The Gospel of Mary is also invoked in the discussion of Mary Magdalene. According to J & P: “When [Mary] said that the Apocalypse would not occur in their lifetime but in the distant future, she confounded and angered the apostles” (99). Again, the esotericism of the text is ignored and the focus is placed on the information that helps the argument. Mary comes across as anti-apocalyptic though the apocalypse is not discussed in the text (the argument with the apostles is over the ascension of the soul, not the timing of the apocalypse). The Gospel of Philip is noted as a source on the relationship between Jesus and Mary. J & P mention the passage about Jesus kissing Mary on the mouth but, unlike Brown, they admit that “mouth” is a conjecture (99).
Finally, the Gospel of Thomas is brought into the discussion to aid in identifying the occupant of the “Judas Son of Jesus” ossuary. J & P claim Jesus’ son is mentioned in the NT gospels and GT but only in code so that Judas would be protected from the authorities: “…a code was bound to arise: ‘Have you seen Jesus’s “brother”?’ Or, ‘Have you seen the little “twin” today?’” (107). They look at Mark 12:1-12 (The Parable of the Wicked Tenants) and its parallel in GT, which “appears to be a more ancient form,” and see in it a veiled reference to Jesus’ son: “It could be referring to the fate that would have awaited any surviving son sent into the world by Jesus, an interpretation bolstered by the fact that the chronicler of the parable is none other than Didymos Judas Thomas (‘Twin Judas Twin’)” (109). This would mean that the parable was transmitted first by GT, a view that most liberal scholars of GT would find problematic (at best GT and Mark draw upon a common pool of Jesus traditions). J & P then speculate that GT 13 (the Confession at Caesarea parallel in which Thomas is given privileged information about Jesus’ identity) contains evidence that Thomas would be executed by the authorities if it was revealed that he was Jesus’ son.
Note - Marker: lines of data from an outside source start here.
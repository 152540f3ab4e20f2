//! Lexer (tokenizer) for netlist files.

use crate::error::{Result, TableauError};

/// A token produced by the lexer.
#[derive(Debug, Clone, PartialEq)]
pub struct Token {
    /// The kind of token
    pub kind: TokenKind,
    /// The token's text
    pub text: String,
    /// Line number (1-indexed)
    pub line: usize,
    /// Column number (1-indexed)
    pub column: usize,
}

/// Token types in a netlist.
#[derive(Debug, Clone, Copy, PartialEq, Eq)]
pub enum TokenKind {
    /// A run of non-separator characters (identifier, node, value)
    Word,
    /// Newline
    Newline,
    /// End of file
    Eof,
}

/// Lexer for tokenizing netlist input.
///
/// Separators are spaces, tabs and carriage returns. Runs of separators
/// (including trailing ones) never produce empty tokens.
pub struct Lexer<'a> {
    chars: std::iter::Peekable<std::str::Chars<'a>>,
    line: usize,
    column: usize,
}

impl<'a> Lexer<'a> {
    /// Create a new lexer for the given input.
    pub fn new(input: &'a str) -> Self {
        Self {
            chars: input.chars().peekable(),
            line: 1,
            column: 1,
        }
    }

    /// Get the next token.
    pub fn next_token(&mut self) -> Result<Token> {
        self.skip_whitespace_and_comments();

        let ch = match self.chars.peek().copied() {
            Some(ch) => ch,
            None => {
                return Ok(Token {
                    kind: TokenKind::Eof,
                    text: String::new(),
                    line: self.line,
                    column: self.column,
                });
            }
        };

        let start_line = self.line;
        let start_column = self.column;

        let token = match ch {
            '\n' => {
                self.advance();
                Token {
                    kind: TokenKind::Newline,
                    text: "\n".to_string(),
                    line: start_line,
                    column: start_column,
                }
            }
            _ if ch.is_control() => {
                return Err(TableauError::lexer(
                    start_line,
                    start_column,
                    format!("unexpected character {:?}", ch),
                ));
            }
            _ => Token {
                kind: TokenKind::Word,
                text: self.read_word(),
                line: start_line,
                column: start_column,
            },
        };

        Ok(token)
    }

    fn advance(&mut self) -> Option<char> {
        let ch = self.chars.next()?;
        if ch == '\n' {
            self.line += 1;
            self.column = 1;
        } else {
            self.column += 1;
        }
        Some(ch)
    }

    fn skip_whitespace_and_comments(&mut self) {
        while let Some(&ch) = self.chars.peek() {
            if is_separator(ch) {
                self.advance();
            } else if ch == '#' || ch == ';' {
                // Skip comment until end of line
                while let Some(&c) = self.chars.peek() {
                    if c == '\n' {
                        break;
                    }
                    self.advance();
                }
            } else {
                break;
            }
        }
    }

    fn read_word(&mut self) -> String {
        let mut text = String::new();
        while let Some(&ch) = self.chars.peek() {
            if is_separator(ch) || ch.is_control() || ch == '#' || ch == ';' {
                break;
            }
            text.push(ch);
            self.advance();
        }
        text
    }
}

fn is_separator(ch: char) -> bool {
    ch == ' ' || ch == '\t' || ch == '\r'
}

/// Parse a number string with optional unit suffix.
pub fn parse_value(text: &str) -> Option<f64> {
    let text = text.trim();
    if text.is_empty() {
        return None;
    }

    let (num_str, multiplier) = if let Some(last) = text.chars().last() {
        let mult = match last {
            'p' => 1e-12,
            'n' => 1e-9,
            'u' | 'µ' => 1e-6,
            'm' => 1e-3,
            'k' | 'K' => 1e3,
            'M' => 1e6,
            'G' => 1e9,
            _ => 1.0,
        };
        if mult != 1.0 {
            (&text[..text.len() - last.len_utf8()], mult)
        } else {
            (text, 1.0)
        }
    } else {
        (text, 1.0)
    };

    num_str.parse::<f64>().ok().map(|v| v * multiplier)
}
//! Node–branch incidence matrix.

use tracing::trace;

use super::matrix::DenseMatrix;
use crate::circuit::Circuit;

/// The N x B incidence matrix of a circuit.
///
/// Entry `(n, b)` is +1 when branch `b` leaves node `n + 1`, -1 when it
/// enters it, and 0 otherwise. Ground has no row.
#[derive(Debug, Clone, PartialEq)]
pub struct IncidenceMatrix {
    matrix: DenseMatrix,
}

impl IncidenceMatrix {
    /// Build the incidence matrix from circuit topology.
    ///
    /// A branch whose terminals coincide gets +1 and -1 on the same entry,
    /// which leaves its column empty.
    pub fn build(circuit: &Circuit) -> Self {
        let mut matrix = DenseMatrix::zeros(circuit.num_nodes, circuit.num_branches);

        for component in &circuit.components {
            let branch = component.branch().0;
            let [source, dest] = component.nodes();
            if let Some(row) = source.matrix_row() {
                matrix.add(row, branch, 1.0);
            }
            if let Some(row) = dest.matrix_row() {
                matrix.add(row, branch, -1.0);
            }
        }

        trace!(rows = matrix.rows(), cols = matrix.cols(), "built incidence matrix");
        Self { matrix }
    }

    /// Number of non-ground nodes (rows).
    pub fn num_nodes(&self) -> usize {
        self.matrix.rows()
    }

    /// Number of branches (columns).
    pub fn num_branches(&self) -> usize {
        self.matrix.cols()
    }

    /// Get the entry for matrix row `row` and branch `branch`.
    pub fn get(&self, row: usize, branch: usize) -> f64 {
        self.matrix.get(row, branch)
    }

    /// Net current leaving each node for the given branch currents (A * i).
    pub fn kcl_residual(&self, currents: &[f64]) -> Vec<f64> {
        (0..self.num_nodes())
            .map(|row| {
                self.matrix
                    .row(row)
                    .iter()
                    .zip(currents)
                    .map(|(a, i)| a * i)
                    .sum()
            })
            .collect()
    }
}
//! # Sparse Tableau
//!
//! A DC operating point solver for resistive circuits.
//!
//! This library provides:
//! - A line-oriented netlist format for voltage sources and resistors
//! - Sparse tableau assembly (KCL, KVL and element equations in one system)
//! - Gaussian elimination with partial pivoting and singularity detection
//! - A session that holds one loaded netlist and serves its results
//!
//! ## Architecture
//!
//! The library is organized into several modules:
//!
//! - [`netlist`] - Lexer and parser for netlist text
//! - [`circuit`] - Netlist model, node/branch identifiers and validation
//! - [`components`] - Element models and their constitutive coefficients
//! - [`solver`] - Incidence matrix, tableau assembly and the linear solver
//! - [`session`] - Load/query/clear lifecycle around one netlist
//! - [`report`] - Text rendering of currents and voltages
//! - [`console`] - Interactive menu (CLI only)
//!
//! ## Usage
//!
//! ```
//! use sparse_tableau::{CircuitSession, SolveStatus};
//!
//! let mut session = CircuitSession::new();
//! let status = session.load_str("V1 1 0 10\nR1 1 2 2\nR2 2 0 3").unwrap();
//! assert!(matches!(status, SolveStatus::Solved(_)));
//!
//! let e2 = session.node_voltages().unwrap()[1];
//! assert!((e2 - 6.0).abs() < 1e-9);
//! ```
//!
//! ## Tableau Method
//!
//! For a netlist with N non-ground nodes and B branches the solver builds a
//! square system of size N + 2B over node voltages, branch voltages and
//! branch currents:
//!
//! 1. Build the N x B incidence matrix A
//! 2. Stamp KCL (A·i = 0), KVL (v - Aᵀ·e = 0) and one element equation per
//!    branch into the tableau, with source values on the right-hand side
//! 3. Reduce with partial pivoting; a zero pivot marks the netlist singular
//! 4. Back-substitute for every unknown

pub mod circuit;
pub mod components;
pub mod error;
pub mod netlist;
pub mod report;
pub mod session;
pub mod solver;

#[cfg(feature = "cli")]
pub mod console;

// Re-export main types for convenience
pub use circuit::Circuit;
pub use error::{Result, SingularKind, TableauError};
pub use session::{CircuitSession, SolveStatus, SolverConfig};
pub use solver::Solution;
While it is welcome to see the CA figure in high-profile, even controversial, debate about Christian origins, it is unfortunate that the texts are used so carelessly. Writers like Brown and J & P take advantage of their audience’s fragmentary knowledge of these texts and the air of mystery and taboo that surrounds them to claim that they contain authentic, historical information about Jesus but ignore the esoteric elements in the text which tend to mitigate against this (e.g., the asceticism advocated in the Gospel of Philip would render unlikely the notion that the gospel’s author was claiming Jesus was intimate with Mary Magdalene). Of course these writers do the same with the canonical gospels, though the tendency is to suggest that the “Big Four” contain gaps that can be filled in by the CA; the “Big Four” thus become inferior (as witnesses to the historical Jesus) to the CA. It is not impossible that some CA contain early traditions but the majority of scholars who work closely with these texts prefer to hold such claims at arm’s length, looking instead at what the texts say about the beliefs of the Christian groups who transmitted them rather than what they may or may not say about the historical Jesus and his contemporaries.
When I was a graduate student I often joked that my work on the Infancy Gospel of Thomas would get more attention (and more funding) if I claimed that the text presented real, historical events from the childhood of Jesus. The claim may have attracted some attention, perhaps I could have written a book, and appeared on television (Colbert: call me). But, I have been trained, and we encourage our students, to be more cautious in our assessments of the evidence. I may not be famous, I may not be wealthy, but I have my integrity.